Nuclear Fusion

Nuclear fusion is the process where atomic nuclei combine to form a heavier nucleus, releasing a tremendous amount of energy in the process. This reaction powers the stars, including our sun, as hydrogen nuclei fuse to create helium, releasing energy that sustains stellar luminosity and heat. On Earth, nuclear fusion holds promise for a nearly limitless and clean energy source, as it produces minimal radioactive waste compared to fission. Researchers are working on harnessing fusion for energy production, as seen in experimental reactors like ITER. If successful, nuclear fusion could revolutionize energy production, offering a sustainable solution to global energy needs and significantly reducing our reliance on fossil fuels. In this article, we are going to study about nuclear fusion and its condition also see some solved example based on this concept.

What is Nuclear Fusion?

Nuclear fusion is a process in which two light atomic nuclei combine to form a heavier nucleus, releasing a substantial amount of energy. This reaction occurs when the nuclei overcome their electrostatic repulsion and fuse together, resulting in a new, more massive nucleus and the release of energy due to the difference in mass between the initial and final states.

In nuclear fusion, two (or) more than two lighter nuclei combine/fuse to form a larger nucleus. In this process, energy is released.

Some examples of nuclear fusion:

${ }_1^1 \mathrm{H}+{ }_1^1 \mathrm{H} \rightarrow{ }_1^2 \mathrm{H}+{ }_{+1}^0 \mathrm{e}+\mathrm{v}+0.42 \mathrm{MeV}$

Here two protons combine to form a deuteron and a positron releasing 0.42 MeV of energy.

${ }_1^2 \mathrm{H}+{ }_1^2 \mathrm{H} \rightarrow{ }_2^3 \mathrm{He}+\mathrm{n}+3.27 \mathrm{MeV}$

Here two deuterons combine to form the light isotope of Helium releasing 3.27 MeV of energy.

${ }_1^2 \mathrm{H}+{ }_1^2 \mathrm{H} \rightarrow{ }_1^3 \mathrm{H}+{ }_1^1 \mathrm{H}+4.03 \mathrm{MeV}$

In this case, two deuterons combine to form a triton and a proton releasing 4.03 MeV of energy.

Here mass of a single nucleus so formed is less than the sum of the mass of the parent nuclei.

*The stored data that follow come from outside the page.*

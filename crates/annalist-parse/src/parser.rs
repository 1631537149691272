//! The log-stream state machine.

use annalist_commit::{ChangeRecord, RecordBuilder};
use chrono::NaiveDate;
use tracing::debug;

use crate::{ParseError, ParseResult, patterns::Patterns};

/// Progress through one commit's block of the log stream.
///
/// A record may skip ahead but never regresses; a new commit header is
/// recognized in every state and restarts the progression.
#[derive(Debug, Clone, Copy, PartialEq, Eq)]
enum State {
    /// No commit header has been seen yet.
    Start,
    /// Waiting for the `Author:` / `Date:` pair.
    Metadata,
    /// Accumulating indented message lines.
    Message,
    /// Reading the per-file diff-stat table.
    Stats,
    /// Reading `--summary` mode lines until the next header.
    Modes,
}

/// Streaming parser for
/// `git log --summary --no-merges --no-color --stat --date=short` output.
///
/// Feed it one line at a time; a completed [`ChangeRecord`] pops out
/// whenever the next commit header flushes its predecessor, and
/// [`LogParser::finish`] flushes the record still open at end of input.
pub struct LogParser {
    patterns: Patterns,
    state: State,
    current: Option<RecordBuilder>,
}

impl LogParser {
    #[must_use]
    pub fn new() -> Self {
        Self {
            patterns: Patterns::new(),
            state: State::Start,
            current: None,
        }
    }

    /// Consumes one line of log output.
    ///
    /// Returns `Ok(Some(record))` exactly when this line is a commit
    /// header and the previous record was well-formed.
    ///
    /// # Errors
    ///
    /// Returns [`ParseError::OrphanLine`] when any line, blank lines
    /// included, arrives before the first commit header. This aborts the
    /// whole run; the input is not a log stream.
    pub fn feed_line(&mut self, line: &str) -> ParseResult<Option<ChangeRecord>> {
        if let Some(caps) = self.patterns.header.captures(line) {
            return Ok(self.open_record(caps[1].to_string()));
        }

        let Some(builder) = self.current.as_mut() else {
            return Err(ParseError::OrphanLine(line.trim().to_string()));
        };

        self.state = match self.state {
            State::Start | State::Metadata => Self::on_metadata(&self.patterns, builder, line),
            State::Message => Self::on_message(&self.patterns, builder, line),
            State::Stats => Self::on_stats(&self.patterns, builder, line),
            State::Modes => Self::on_modes(&self.patterns, builder, line),
        };
        Ok(None)
    }

    /// Flushes the record still open at end of input, if it is
    /// well-formed.
    #[must_use]
    pub fn finish(self) -> Option<ChangeRecord> {
        let builder = self.current?;
        let hash = builder.hash().to_string();
        let record = builder.finish();
        if record.is_none() {
            debug!(%hash, "dropping record with incomplete metadata at end of input");
        }
        record
    }

    /// Flushes the previous record (dropping it when ill-formed) and
    /// opens a fresh one for the given hash.
    fn open_record(&mut self, hash: String) -> Option<ChangeRecord> {
        let flushed = self.current.take().and_then(|builder| {
            let prev = builder.hash().to_string();
            let record = builder.finish();
            if record.is_none() {
                debug!(hash = %prev, "dropping record with incomplete metadata");
            }
            record
        });
        self.current = Some(RecordBuilder::new(hash));
        self.state = State::Metadata;
        flushed
    }

    fn on_metadata(patterns: &Patterns, builder: &mut RecordBuilder, line: &str) -> State {
        if let Some(caps) = patterns.author.captures(line) {
            builder.set_author(caps[1].trim());
        } else if let Some(caps) = patterns.date.captures(line) {
            if let Ok(date) = NaiveDate::parse_from_str(&caps[1], "%Y-%m-%d") {
                builder.set_date(date);
            }
        }
        if builder.has_metadata() {
            State::Message
        } else {
            State::Metadata
        }
    }

    fn on_message(patterns: &Patterns, builder: &mut RecordBuilder, line: &str) -> State {
        if line.is_empty() {
            // Only a blank line after message content terminates the
            // section; leading blanks are discarded.
            if builder.has_message() {
                return State::Stats;
            }
            return State::Message;
        }
        if patterns.message.is_match(line) {
            builder.push_message_line(line);
        }
        State::Message
    }

    fn on_stats(patterns: &Patterns, builder: &mut RecordBuilder, line: &str) -> State {
        if let Some(caps) = patterns.stat.captures(line) {
            builder.push_file(caps[1].trim());
        } else if patterns.end_stat.is_match(line) {
            return State::Modes;
        }
        State::Stats
    }

    fn on_modes(patterns: &Patterns, builder: &mut RecordBuilder, line: &str) -> State {
        if let Some(caps) = patterns.mode.captures(line) {
            builder.push_file(caps[1].trim());
        }
        State::Modes
    }
}

impl Default for LogParser {
    fn default() -> Self {
        Self::new()
    }
}
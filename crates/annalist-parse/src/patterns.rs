//! Compiled line patterns.

use regex::Regex;

/// The fixed set of line shapes `git log --stat --summary` emits.
///
/// Compiled once when the parser is constructed and never mutated
/// afterwards.
#[derive(Debug)]
pub(crate) struct Patterns {
    /// `commit <hex-id>` — start of a record.
    pub(crate) header: Regex,
    /// `Author:   <name/email>`.
    pub(crate) author: Regex,
    /// `Date:   <YYYY-MM-DD>`, rest of the line ignored.
    pub(crate) date: Regex,
    /// A message body line: two or more leading whitespace characters.
    pub(crate) message: Regex,
    /// `  <path>  | <change summary>` — one row of the diff-stat table.
    pub(crate) stat: Regex,
    /// `  N files changed...` — the diff-stat trailer. Requires the
    /// literal `files`, so git's singular `1 file changed` does not
    /// match and the mode section is never entered for that commit.
    pub(crate) end_stat: Regex,
    /// `  <verb> mode <digits> <path>` — a `--summary` mode line.
    pub(crate) mode: Regex,
}

impl Patterns {
    pub(crate) fn new() -> Self {
        Self {
            header: Regex::new(r"^commit\s+([0-9a-fA-F]+)").expect("invalid regex"),
            author: Regex::new(r"^Author:\s+(.+)$").expect("invalid regex"),
            date: Regex::new(r"^Date:\s+(\d{4}-\d{2}-\d{2})").expect("invalid regex"),
            message: Regex::new(r"^\s\s+.*$").expect("invalid regex"),
            stat: Regex::new(r"^\s+([^|]+)\s+\|").expect("invalid regex"),
            end_stat: Regex::new(r"^\s+\d+\s+files").expect("invalid regex"),
            mode: Regex::new(r"^\s+[a-z]+\s+mode\s+\d+\s+(.+)$").expect("invalid regex"),
        }
    }
}
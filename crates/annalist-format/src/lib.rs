//! ChangeLog entry formatting for Annalist.
//!
//! Renders [`annalist_commit::ChangeRecord`]s as GNU-ChangeLog-style
//! entries: header line, sorted file list, reflowed message body,
//! trailing commit hash.

mod entry;
mod reflow;

pub use entry::{ChangeLogFormatter, DEFAULT_WIDTH};
//! Spawning and draining the `git log` subprocess.

use std::io::BufReader;
use std::path::PathBuf;
use std::process::{Child, ChildStdout, Command, Stdio};

use tracing::debug;

use crate::{GitError, GitResult};

/// The fixed argument list: full history, mode-change summaries, no
/// merge commits, no color codes, per-file diff statistics, ISO dates.
const GIT_LOG_ARGS: [&str; 6] = [
    "log",
    "--summary",
    "--no-merges",
    "--no-color",
    "--stat",
    "--date=short",
];

/// Builder for the fixed `git log` invocation.
#[derive(Debug, Default)]
pub struct LogCommand {
    directory: Option<PathBuf>,
}

impl LogCommand {
    #[must_use]
    pub fn new() -> Self {
        Self::default()
    }

    /// Runs git in the given directory instead of the current one.
    #[must_use]
    pub fn directory(mut self, directory: impl Into<PathBuf>) -> Self {
        self.directory = Some(directory.into());
        self
    }

    /// Spawns the subprocess with stdout piped; stderr passes through to
    /// the caller's stderr.
    ///
    /// # Errors
    ///
    /// Returns an error if the `git` executable cannot be started.
    pub fn spawn(self) -> GitResult<LogStream> {
        let mut command = Command::new("git");
        command.args(GIT_LOG_ARGS).stdout(Stdio::piped());
        if let Some(directory) = &self.directory {
            command.current_dir(directory);
        }
        debug!(?command, "spawning git log");

        let mut child = command.spawn().map_err(GitError::Spawn)?;
        let stdout = child.stdout.take().ok_or(GitError::Pipe)?;
        Ok(LogStream {
            child,
            reader: BufReader::new(stdout),
        })
    }
}

/// A running `git log` whose output is readable line by line.
pub struct LogStream {
    child: Child,
    reader: BufReader<ChildStdout>,
}

impl LogStream {
    /// Line-buffered reader over the subprocess output.
    pub fn reader(&mut self) -> &mut BufReader<ChildStdout> {
        &mut self.reader
    }

    /// Waits for git to exit after the stream has been drained.
    ///
    /// # Errors
    ///
    /// Returns [`GitError::CommandFailed`] when git exits non-zero.
    pub fn finish(mut self) -> GitResult<()> {
        let status = self.child.wait()?;
        if status.success() {
            Ok(())
        } else {
            Err(GitError::CommandFailed(status))
        }
    }

    /// Kills and reaps the subprocess. Used on the error path so the
    /// pipe is released no matter how the conversion ended.
    pub fn abort(mut self) {
        _ = self.child.kill();
        _ = self.child.wait();
    }
}

#[cfg(test)]
mod tests {
    use super::*;
    use std::io::BufRead;
    use std::process::Command as StdCommand;
    use tempfile::TempDir;

    fn git(dir: &std::path::Path, args: &[&str]) {
        let status = StdCommand::new("git")
            .args(args)
            .current_dir(dir)
            .output()
            .expect("failed to run git");
        assert!(status.status.success(), "git {args:?} failed");
    }

    fn repo_with_one_commit() -> TempDir {
        let temp_dir = TempDir::new().unwrap();
        let dir = temp_dir.path();
        git(dir, &["init"]);
        git(dir, &["config", "user.email", "test@example.com"]);
        git(dir, &["config", "user.name", "Test User"]);
        std::fs::write(dir.join("file.txt"), "contents\n").unwrap();
        git(dir, &["add", "."]);
        git(dir, &["commit", "-m", "Add file"]);
        temp_dir
    }

    #[test]
    fn test_spawn_and_drain_repo() {
        let repo = repo_with_one_commit();
        let mut stream = LogCommand::new().directory(repo.path()).spawn().unwrap();

        let mut lines = Vec::new();
        for line in stream.reader().lines() {
            lines.push(line.unwrap());
        }
        stream.finish().unwrap();

        assert!(lines.iter().any(|line| line.starts_with("commit ")));
        assert!(lines.iter().any(|line| line.starts_with("Author: Test User")));
        assert!(lines.iter().any(|line| line.contains("file.txt")));
    }

    #[test]
    fn test_finish_reports_git_failure() {
        // Not a repository: git log exits non-zero once drained.
        let temp_dir = TempDir::new().unwrap();
        let mut stream = LogCommand::new()
            .directory(temp_dir.path())
            .spawn()
            .unwrap();

        for _line in stream.reader().lines() {}
        let result = stream.finish();
        assert!(matches!(result, Err(GitError::CommandFailed(_))));
    }

    #[test]
    fn test_abort_releases_process() {
        let repo = repo_with_one_commit();
        let stream = LogCommand::new().directory(repo.path()).spawn().unwrap();
        stream.abort();
    }
}
//! Parser error types.

use thiserror::Error;

/// Errors raised while scanning the log stream.
#[derive(Debug, Error)]
pub enum ParseError {
    /// A line arrived before the first commit header.
    #[error("line outside of any commit: {0}")]
    OrphanLine(String),
}

/// Result type for parsing operations.
pub type ParseResult<T> = Result<T, ParseError>;
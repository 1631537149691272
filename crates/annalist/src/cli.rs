//! CLI definition.

use std::fs::File;
use std::io::{self, BufWriter, Write};
use std::path::PathBuf;

use anyhow::{Context, Result};
use clap::Parser;

use annalist_config::{Config, ConfigError};
use annalist_core::Pipeline;
use annalist_format::ChangeLogFormatter;
use annalist_git::LogCommand;

/// Convert `git log` output into a GNU-style ChangeLog.
///
/// With no arguments, runs git in the current directory and writes the
/// changelog to standard output, most recent commit first.
#[derive(Debug, Parser)]
#[command(name = "annalist")]
#[command(version, about, long_about = None)]
pub struct Cli {
    /// Run git in the given directory instead of the current one
    #[arg(short = 'C', long, value_name = "PATH")]
    pub directory: Option<PathBuf>,

    /// Write the changelog to a file instead of standard output
    #[arg(short, long, value_name = "FILE")]
    pub output: Option<PathBuf>,

    /// Read pre-captured log text from standard input instead of running git
    #[arg(long)]
    pub stdin: bool,

    /// Path to TOML configuration file
    #[arg(short = 'f', long, value_name = "FILE")]
    pub config: Option<PathBuf>,

    /// Enable verbose output
    #[arg(short, long)]
    pub verbose: bool,
}

impl Cli {
    /// Runs the conversion.
    pub fn run(self) -> Result<()> {
        let config = self.load_config()?;
        let formatter = ChangeLogFormatter::new().with_width(config.changelog.width);
        let pipeline = Pipeline::new(formatter);

        let mut output = self.open_output(&config)?;

        let entries = if self.stdin {
            pipeline.convert(io::stdin().lock(), &mut output)?
        } else {
            let mut command = LogCommand::new();
            if let Some(directory) = &self.directory {
                command = command.directory(directory);
            }
            pipeline.convert_log(command, &mut output)?
        };

        output.flush()?;
        tracing::debug!(entries, "changelog written");
        Ok(())
    }

    fn load_config(&self) -> Result<Config> {
        match &self.config {
            Some(path) => annalist_config::load_config(path)
                .with_context(|| format!("failed to load {}", path.display())),
            None => match annalist_config::find_and_load_config() {
                Ok(config) => Ok(config),
                // No config file anywhere is the stock setup.
                Err(ConfigError::NotFound(_)) => Ok(Config::default()),
                Err(err) => Err(err.into()),
            },
        }
    }

    fn open_output(&self, config: &Config) -> Result<Box<dyn Write>> {
        // The flag wins over the config file; "-" selects stdout.
        let target = self.output.clone().or_else(|| {
            (config.changelog.output != "-").then(|| PathBuf::from(&config.changelog.output))
        });

        match target {
            Some(path) => {
                let file = File::create(&path)
                    .with_context(|| format!("failed to create {}", path.display()))?;
                Ok(Box::new(BufWriter::new(file)))
            }
            None => Ok(Box::new(BufWriter::new(io::stdout()))),
        }
    }
}
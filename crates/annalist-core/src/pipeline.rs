//! Streaming conversion pipeline.

use std::io::{BufRead, Write};

use annalist_format::ChangeLogFormatter;
use annalist_git::LogCommand;
use annalist_parse::LogParser;
use tracing::debug;

use crate::CoreResult;

/// Owns the parser and the formatter and drives the line stream through
/// them, one forward pass, writing each entry as soon as its record
/// completes.
pub struct Pipeline {
    parser: LogParser,
    formatter: ChangeLogFormatter,
}

impl Pipeline {
    /// Creates a pipeline around the given formatter.
    #[must_use]
    pub fn new(formatter: ChangeLogFormatter) -> Self {
        Self {
            parser: LogParser::new(),
            formatter,
        }
    }

    /// Converts a complete log stream and returns the number of entries
    /// written.
    ///
    /// Entries already written stay written if a later line turns out to
    /// be fatal; nothing is rolled back.
    ///
    /// # Errors
    ///
    /// Returns an error on the malformed-input condition (a line before
    /// the first commit header) or when reading or writing fails.
    pub fn convert<R, W>(mut self, input: R, output: &mut W) -> CoreResult<usize>
    where
        R: BufRead,
        W: Write + ?Sized,
    {
        let mut written = 0;

        for line in input.lines() {
            let line = line?;
            if let Some(record) = self.parser.feed_line(&line)? {
                output.write_all(self.formatter.format(&record).as_bytes())?;
                written += 1;
            }
        }

        if let Some(record) = self.parser.finish() {
            output.write_all(self.formatter.format(&record).as_bytes())?;
            written += 1;
        }

        debug!(entries = written, "changelog conversion finished");
        Ok(written)
    }

    /// Spawns the given `git log` invocation and converts its output.
    ///
    /// The subprocess is killed and reaped when conversion fails, and
    /// its exit status is checked once the stream is drained, so the
    /// pipe is released on every path.
    ///
    /// # Errors
    ///
    /// Returns an error when git cannot be spawned, exits non-zero, or
    /// the conversion itself fails.
    pub fn convert_log<W>(self, command: LogCommand, output: &mut W) -> CoreResult<usize>
    where
        W: Write + ?Sized,
    {
        let mut stream = command.spawn()?;
        match self.convert(stream.reader(), output) {
            Ok(entries) => {
                stream.finish()?;
                Ok(entries)
            }
            Err(err) => {
                stream.abort();
                Err(err)
            }
        }
    }
}

impl Default for Pipeline {
    fn default() -> Self {
        Self::new(ChangeLogFormatter::new())
    }
}
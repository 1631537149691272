//! Core error types.

use thiserror::Error;

/// Core-related errors.
#[derive(Debug, Error)]
pub enum CoreError {
    /// Parse error.
    #[error("parse error: {0}")]
    Parse(#[from] annalist_parse::ParseError),

    /// Git error.
    #[error("git error: {0}")]
    Git(#[from] annalist_git::GitError),

    /// IO error.
    #[error("IO error: {0}")]
    Io(#[from] std::io::Error),
}

/// Result type for core operations.
pub type CoreResult<T> = Result<T, CoreError>;
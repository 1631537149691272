//! Configuration management for Annalist.
//!
//! This crate handles loading and validating the optional
//! `annalist.toml` configuration file. A missing file is not an error
//! at the CLI level; the defaults reproduce the stock behavior.

mod error;
mod loader;
mod schema;

pub use error::{ConfigError, ConfigResult};
pub use loader::{CONFIG_FILE_NAME, find_and_load_config, find_and_load_config_from, load_config};
pub use schema::{ChangelogConfig, Config};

This mass difference appears in the form of the release of energy.

The Conditions Required for Nuclear Fusion

For the fusion to occur, two nuclei must come close enough so that attractive short-range nuclear force is able to affect them. But since both are positively charged particles, they experience coulomb's repulsion force. Therefore they must have enough energy to overcome this repulsion. For this, a high pressure of 10⁶ atm & temperature of 10⁹ K is required.

When the fusion is achieved by raising the temperature of the system, so that particles have enough kinetic energy to overcome the coulomb's repulsion force, it is called thermonuclear fusion.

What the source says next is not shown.